Estaba uno el otro día en un bar celebrando la casi derrota del Real Madrid frente a Las Palmas, cuando me percaté que de la mesa de unos caballeros muy maduros y supuestamente equilibrados salía el epíteto “rojos” para referirse despectivamente a uno y a sus amigos que, hartos de sufrir por la ausencia de triunfos del Sporting, nos apuntamos al muy acendrado rito de celebrar las escasas derrotas/empates del autosuficiente merenguismo. Al parecer, ahora uno se gana el honor de ser llamado “rojo” por el simple y fácil hecho de no ser del Real Madrid. Agradezco a los honorables caballeros de la bancada de marras un elogio totalmente inmerecido. Luego pone uno la tele y se topa con independentistas de barretina insultando a un funcionario de la Justicia, a un Ministro de Justicia muy verraco con las bromas en Twitter que el siempre agudo Rafa Quirós, definió hace días en Facebook como “el peor ministro de Justicia del franquismo”. Pasa después el bus del pene y la vulva por el camino de proponer la esterilización nazi para los raritos; llega el obispo que se apena más por una drag queen que por los muertos en accidente, y aparecen los homófobos de Malasaña y mala bilis, y los que matan mujeres a ritmo aterrador, y las viejecitas testadoras que amenazan periodistas por no contar las cosas como ellas quieren, y los periodistas que amenazan a todo el mundo que no camina por donde ellos sentencian, y el sindicalismo lumpen que amenaza con pasamontañas y coartada revolucionaria (sic), y Rato y Blesa, tan cabales ellos, que esquivan el trullo y provocan oleadas de cabreo.
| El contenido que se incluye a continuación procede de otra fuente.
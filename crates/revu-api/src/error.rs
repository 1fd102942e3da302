//! API error type and [`axum::response::IntoResponse`] implementation.
//!
//! Every error renders as `{"error": {"code": CODE, "message": text}}`.

use axum::{
  Json,
  http::StatusCode,
  response::{IntoResponse, Response},
};
use revu_core::{
  CascadeError, Conflict, CreateError, DirectoryError, MergeError,
  ReassignError, StoreError, cascade::CascadeReport,
};
use serde_json::{Value, json};
use thiserror::Error;

/// An error returned by an API handler.
#[derive(Debug, Error)]
pub enum ApiError {
  #[error("{0}")]
  InvalidInput(String),

  #[error("{0}")]
  NotFound(String),

  #[error("{0}")]
  TeamExists(String),

  #[error("{0}")]
  PrExists(String),

  #[error(transparent)]
  Conflict(Conflict),

  /// Carries the cascade report so the response can list what did move.
  #[error(
    "team {} deactivated; {} reviewer reassignment(s) failed",
    .0.team_name,
    .0.failures.len()
  )]
  PartialFailure(CascadeReport),

  #[error(transparent)]
  Unexpected(StoreError),
}

impl ApiError {
  pub fn status(&self) -> StatusCode {
    match self {
      ApiError::InvalidInput(_) | ApiError::TeamExists(_) => {
        StatusCode::BAD_REQUEST
      }
      ApiError::NotFound(_) => StatusCode::NOT_FOUND,
      ApiError::PrExists(_)
      | ApiError::Conflict(_)
      | ApiError::PartialFailure(_) => StatusCode::CONFLICT,
      ApiError::Unexpected(_) => StatusCode::INTERNAL_SERVER_ERROR,
    }
  }

  pub fn code(&self) -> &'static str {
    match self {
      ApiError::InvalidInput(_) => "INVALID_INPUT",
      ApiError::NotFound(_) => "NOT_FOUND",
      ApiError::TeamExists(_) => "TEAM_EXISTS",
      ApiError::PrExists(_) => "PR_EXISTS",
      ApiError::Conflict(c) => conflict_code(*c),
      ApiError::PartialFailure(_) => "PARTIAL_FAILURE",
      ApiError::Unexpected(_) => "UNKNOWN_ERROR",
    }
  }
}

fn conflict_code(c: Conflict) -> &'static str {
  match c {
    Conflict::Merged => "PR_MERGED",
    Conflict::NotAssigned => "NOT_ASSIGNED",
    Conflict::NoCandidate => "NO_CANDIDATE",
  }
}

fn error_body(code: &str, message: String) -> Value {
  json!({ "code": code, "message": message })
}

impl IntoResponse for ApiError {
  fn into_response(self) -> Response {
    let status = self.status();
    let error = error_body(self.code(), self.to_string());

    let body = match self {
      ApiError::Unexpected(e) => {
        tracing::warn!(error = %e, "unexpected error while handling request");
        json!({ "error": error })
      }
      ApiError::PartialFailure(report) => {
        json!({
          "error": error,
          "reassigned": report.reassigned,
          "failures": failures_json(&report),
        })
      }
      _ => json!({ "error": error }),
    };
    (status, Json(body)).into_response()
  }
}

fn failures_json(report: &CascadeReport) -> Vec<Value> {
  report
    .failures
    .iter()
    .map(|f| {
      let code = match &f.error {
        ReassignError::NotFound(_) => "NOT_FOUND",
        ReassignError::Conflict(c) => conflict_code(*c),
        ReassignError::Unexpected(_) => "UNKNOWN_ERROR",
      };
      json!({
        "pull_request_id": f.pull_request_id,
        "reviewer_id": f.reviewer_id,
        "error": error_body(code, f.error.to_string()),
      })
    })
    .collect()
}

// ─── Engine error mapping ────────────────────────────────────────────────────

impl From<CreateError> for ApiError {
  fn from(e: CreateError) -> Self {
    match e {
      CreateError::AlreadyExists(_) => ApiError::PrExists(e.to_string()),
      CreateError::AuthorNotFound(_) => ApiError::NotFound(e.to_string()),
      CreateError::Unexpected(e) => ApiError::Unexpected(e),
    }
  }
}

impl From<MergeError> for ApiError {
  fn from(e: MergeError) -> Self {
    match e {
      MergeError::NotFound(_) => ApiError::NotFound(e.to_string()),
      MergeError::Unexpected(e) => ApiError::Unexpected(e),
    }
  }
}

impl From<ReassignError> for ApiError {
  fn from(e: ReassignError) -> Self {
    match e {
      ReassignError::NotFound(_) => ApiError::NotFound(e.to_string()),
      ReassignError::Conflict(c) => ApiError::Conflict(c),
      ReassignError::Unexpected(e) => ApiError::Unexpected(e),
    }
  }
}

impl From<CascadeError> for ApiError {
  fn from(e: CascadeError) -> Self {
    match e {
      CascadeError::TeamNotFound(_) => ApiError::NotFound(e.to_string()),
      CascadeError::PartialFailure(report) => ApiError::PartialFailure(report),
      CascadeError::Unexpected(e) => ApiError::Unexpected(e),
    }
  }
}

impl From<DirectoryError> for ApiError {
  fn from(e: DirectoryError) -> Self {
    match e {
      DirectoryError::TeamExists(_) => ApiError::TeamExists(e.to_string()),
      DirectoryError::TeamNotFound(_) | DirectoryError::UserNotFound(_) => {
        ApiError::NotFound(e.to_string())
      }
      DirectoryError::Unexpected(e) => ApiError::Unexpected(e),
    }
  }
}

impl From<StoreError> for ApiError {
  fn from(e: StoreError) -> Self { ApiError::Unexpected(e) }
}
Y todo así. En resumen: que hay mucho odio desde el que nos llama “rojos” a quienes no somos de Florentino, hasta el macarra que llama maricón a uno que es homosexual. El caldero español es un caldo espeso de odio que atufa y agota a diario a quien lo ejerce, a quien lo recibe y a quien lo observa.
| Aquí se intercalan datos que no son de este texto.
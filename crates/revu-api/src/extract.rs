//! Extractors that turn axum's rejections into [`ApiError::InvalidInput`].

use axum::extract::{
  FromRequest, FromRequestParts,
  rejection::{JsonRejection, QueryRejection},
};

use crate::error::ApiError;

/// `axum::Json`, rejecting with an `INVALID_INPUT` body.
#[derive(Debug, FromRequest)]
#[from_request(via(axum::Json), rejection(ApiError))]
pub struct JsonBody<T>(pub T);

/// `axum::extract::Query`, rejecting with an `INVALID_INPUT` body.
#[derive(Debug, FromRequestParts)]
#[from_request(via(axum::extract::Query), rejection(ApiError))]
pub struct QueryParams<T>(pub T);

impl From<JsonRejection> for ApiError {
  fn from(rejection: JsonRejection) -> Self {
    ApiError::InvalidInput(rejection.body_text())
  }
}

impl From<QueryRejection> for ApiError {
  fn from(rejection: QueryRejection) -> Self {
    ApiError::InvalidInput(rejection.body_text())
  }
}

/// Reject a blank identifier field.
pub fn require(field: &str, value: &str) -> Result<(), ApiError> {
  if value.trim().is_empty() {
    return Err(ApiError::InvalidInput(format!("{field} must not be empty")));
  }
  Ok(())
}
Ignoro (entre otras muchas cosas) si algún filósofo le ha metido el diente a algo que podría llamarse “el derecho al odio en la civilización que se cree moderna y vuelve a las cavernas”. Supongo que podrían sacarme de esta duda gentes apacibles de pensamiento y cultura amplia y probada como Rubén Medina, Enrique del Teso, Xandru Fernández, Manuela Blanco o Vicente Faixat, algunos teólogos de la laicidad gijonesa a quienes escucho encantado opinar con sustancia sobre la vida y poner calma en la tempestad. Pero mientras me sacan de la duda y no (que tendrán más cosas que hacer que andar despejando las brumas de mi ignorancia) lo que a mí me acojona es que el odio se haya generalizado más que la gripe y ya sea plato del día en la dieta informativa.
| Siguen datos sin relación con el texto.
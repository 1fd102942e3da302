//! Team deactivation with reviewer reassignment.
//!
//! Deactivating a team commits on its own before any reassignment runs, so a
//! failed reassignment never rolls the deactivation back. Each stale reviewer
//! edge is then reassigned in its own transaction and failures are collected
//! rather than aborting the cascade.

use serde::Serialize;

use crate::{
  engine::{Engine, reassign_in},
  error::{CascadeError, Conflict, ReassignError, StoreError},
  pull_request::Reassignment,
  store::{Store, Tx},
};

// ─── Report ──────────────────────────────────────────────────────────────────

/// One reviewer edge moved by the cascade.
#[derive(Debug, Clone, PartialEq, Eq, Serialize)]
pub struct ReviewerChange {
  pub pull_request_id: String,
  pub replaced:        String,
  pub replaced_by:     String,
}

impl From<Reassignment> for ReviewerChange {
  fn from(r: Reassignment) -> Self {
    Self {
      pull_request_id: r.pull_request.id,
      replaced:        r.replaced,
      replaced_by:     r.replaced_by,
    }
  }
}

/// A stale reviewer edge the cascade could not move.
#[derive(Debug)]
pub struct CascadeFailure {
  pub pull_request_id: String,
  pub reviewer_id:     String,
  pub error:           ReassignError,
}

/// Everything a cascade did, including what it failed to do.
#[derive(Debug)]
pub struct CascadeReport {
  pub team_name:   String,
  /// Every member of the team, all now inactive.
  pub deactivated: Vec<String>,
  pub reassigned:  Vec<ReviewerChange>,
  pub failures:    Vec<CascadeFailure>,
}

// ─── Engine operation ────────────────────────────────────────────────────────

impl<S: Store> Engine<S> {
  /// Deactivate every member of `team_name`, then reassign every inactive
  /// reviewer on each open pull request the team authored or reviews.
  ///
  /// Returns [`CascadeError::PartialFailure`] carrying the full report if any
  /// reassignment failed; the deactivation itself stays committed.
  pub async fn deactivate_team_cascade(
    &self,
    team_name: &str,
  ) -> Result<CascadeReport, CascadeError> {
    let team = team_name.to_owned();
    let deactivated = self
      .store()
      .transaction(move |tx| -> Result<Vec<String>, CascadeError> {
        if !tx.team_exists(&team)? {
          return Err(CascadeError::TeamNotFound(team));
        }
        let members = tx.list_team_members(&team)?;
        tx.set_active_for_team(&team, false)?;
        Ok(members.into_iter().map(|u| u.user_id).collect())
      })
      .await?;

    tracing::info!(
      team = %team_name,
      users = deactivated.len(),
      "team deactivated"
    );

    let team = team_name.to_owned();
    let targets = self
      .store()
      .transaction(move |tx| stale_reviewers(tx, &team))
      .await?;

    let mut report = CascadeReport {
      team_name: team_name.to_owned(),
      deactivated,
      reassigned: Vec::new(),
      failures: Vec::new(),
    };

    for (pr_id, reviewer) in targets {
      let (id, old) = (pr_id.clone(), reviewer.clone());
      let outcome = self
        .store()
        .transaction(move |tx| reassign_inactive_in(tx, &id, &old))
        .await;

      match outcome {
        Ok(Some(change)) => report.reassigned.push(change),
        Ok(None) => {
          tracing::debug!(pr = %pr_id, reviewer = %reviewer, "reassignment no longer needed");
        }
        Err(error) => {
          tracing::warn!(pr = %pr_id, reviewer = %reviewer, %error, "cascade reassignment failed");
          report.failures.push(CascadeFailure {
            pull_request_id: pr_id,
            reviewer_id: reviewer,
            error,
          });
        }
      }
    }

    tracing::info!(
      team = %team_name,
      reassigned = report.reassigned.len(),
      failed = report.failures.len(),
      "team cascade finished"
    );

    if report.failures.is_empty() {
      Ok(report)
    } else {
      Err(CascadeError::PartialFailure(report))
    }
  }
}

// ─── Units of work ───────────────────────────────────────────────────────────

/// `(pull request, reviewer)` pairs where the reviewer is inactive, over the
/// open pull requests touched by `team_name`.
fn stale_reviewers(
  tx: &mut dyn Tx,
  team_name: &str,
) -> Result<Vec<(String, String)>, StoreError> {
  let mut stale = Vec::new();
  for pr in tx.open_pull_requests_for_team(team_name)? {
    for reviewer in &pr.reviewers {
      let active = tx.get_user(reviewer)?.is_some_and(|u| u.is_active);
      if !active {
        stale.push((pr.id.clone(), reviewer.clone()));
      }
    }
  }
  Ok(stale)
}

/// Reassign `reviewer` on `pr_id` if the edge is still stale.
///
/// `Ok(None)` means the state moved on since the targets were collected: the
/// pull request was merged, the edge is gone, or the reviewer is active again.
fn reassign_inactive_in(
  tx: &mut dyn Tx,
  pr_id: &str,
  reviewer: &str,
) -> Result<Option<ReviewerChange>, ReassignError> {
  if tx.get_user(reviewer)?.is_some_and(|u| u.is_active) {
    return Ok(None);
  }

  match reassign_in(tx, pr_id, reviewer) {
    Ok(r) => Ok(Some(r.into())),
    Err(
      ReassignError::NotFound(_)
      | ReassignError::Conflict(Conflict::Merged | Conflict::NotAssigned),
    ) => Ok(None),
    Err(e) => Err(e),
  }
}

#[cfg(test)]
mod tests {
  use crate::{
    Engine,
    error::{CascadeError, Conflict, ReassignError},
    memory::InMemoryStore,
    pull_request::NewPullRequest,
    store::Store,
    user::{Team, TeamMember, User},
  };

  fn team(name: &str, ids: &[&str]) -> Team {
    Team {
      team_name: name.to_owned(),
      members:   ids
        .iter()
        .map(|id| TeamMember {
          user_id:   (*id).to_owned(),
          username:  (*id).to_owned(),
          is_active: true,
        })
        .collect(),
    }
  }

  fn new_pr(id: &str, author: &str) -> NewPullRequest {
    NewPullRequest {
      id:        id.to_owned(),
      name:      id.to_owned(),
      author_id: author.to_owned(),
    }
  }

  async fn user(engine: &Engine<InMemoryStore>, id: &str) -> User {
    let id = id.to_owned();
    engine
      .store()
      .transaction(move |tx| tx.get_user(&id))
      .await
      .unwrap()
      .unwrap()
  }

  #[tokio::test]
  async fn unknown_team_is_not_found() {
    let engine = Engine::new(InMemoryStore::new());
    let err = engine.deactivate_team_cascade("ghosts").await.unwrap_err();
    assert!(matches!(err, CascadeError::TeamNotFound(t) if t == "ghosts"));
  }

  #[tokio::test]
  async fn deactivates_members_with_no_open_prs() {
    let engine = Engine::new(InMemoryStore::new());
    engine.add_team(team("core", &["u1", "u2"])).await.unwrap();

    let report = engine.deactivate_team_cascade("core").await.unwrap();
    assert_eq!(report.deactivated, vec!["u1", "u2"]);
    assert!(report.reassigned.is_empty());
    assert!(!user(&engine, "u1").await.is_active);
    assert!(!user(&engine, "u2").await.is_active);
  }

  #[tokio::test]
  async fn reassigns_inactive_reviewers_on_team_authored_prs() {
    let engine = Engine::new(InMemoryStore::new());
    engine
      .add_team(team("core", &["a1", "r1", "r2", "r3"]))
      .await
      .unwrap();
    let pr = engine
      .create_pull_request(new_pr("pr-1", "a1"))
      .await
      .unwrap();
    assert_eq!(pr.reviewers, vec!["r1", "r2"]);

    // r1 goes on leave and the author moves to a new team.
    engine.set_user_active("r1", false).await.unwrap();
    engine.add_team(team("platform", &["a1"])).await.unwrap();

    let report = engine.deactivate_team_cascade("platform").await.unwrap();
    assert_eq!(report.deactivated, vec!["a1"]);
    assert_eq!(report.reassigned.len(), 1);
    assert_eq!(report.reassigned[0].pull_request_id, "pr-1");
    assert_eq!(report.reassigned[0].replaced, "r1");
    assert_eq!(report.reassigned[0].replaced_by, "r3");

    let pr = engine
      .store()
      .transaction(|tx| tx.get_pull_request("pr-1"))
      .await
      .unwrap()
      .unwrap();
    assert_eq!(pr.reviewers, vec!["r3", "r2"]);
  }

  #[tokio::test]
  async fn same_team_reviewers_surface_partial_failure() {
    let engine = Engine::new(InMemoryStore::new());
    engine.add_team(team("core", &["u1", "u2", "u3"])).await.unwrap();
    engine
      .create_pull_request(new_pr("pr-1", "u1"))
      .await
      .unwrap();
    engine
      .create_pull_request(new_pr("pr-2", "u2"))
      .await
      .unwrap();
    engine.merge_pull_request("pr-2").await.unwrap();

    let err = engine.deactivate_team_cascade("core").await.unwrap_err();
    let CascadeError::PartialFailure(report) = err else {
      panic!("expected partial failure, got {err:?}");
    };

    // The deactivation is committed regardless.
    assert!(!user(&engine, "u1").await.is_active);

    // Only the open PR is touched; both of its reviewers lack a candidate.
    assert_eq!(report.failures.len(), 2);
    assert!(report.failures.iter().all(|f| f.pull_request_id == "pr-1"
      && matches!(f.error, ReassignError::Conflict(Conflict::NoCandidate))));
  }
}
Es sabido que el litro de odio es más barato que el de cualquier bebida espirituosa (ahora se dice así, al parecer) o que la gasolina, y que emborracha e incendia con efectividad imbatible todo lo que toca. Uno también odia lo que le parece, claro está, porque puestos a meter la cuchara en la olla podría de los bajos instintos, nadie se priva. Y seguro que a veces me hago odiable y odioso, y tiro la primera piedra sin estar libre pecado alguno, aunque para ello me tenga que poner una barba postiza como hacían aquellas señoras galileas de la Vida de Brian con tal de que las dejasen apedrear a alguien.
El litro de odio sigue demasiado barato como para renunciar a un chupito o a una garrafa entera. Y parece que ahora hay barra libre.
Eso te pasa por animar a Las Palmas. Si animaras al (spanish) Chelsea contra el Madrid, a ver quién iba a tener huevos de llamarte ¡rojo!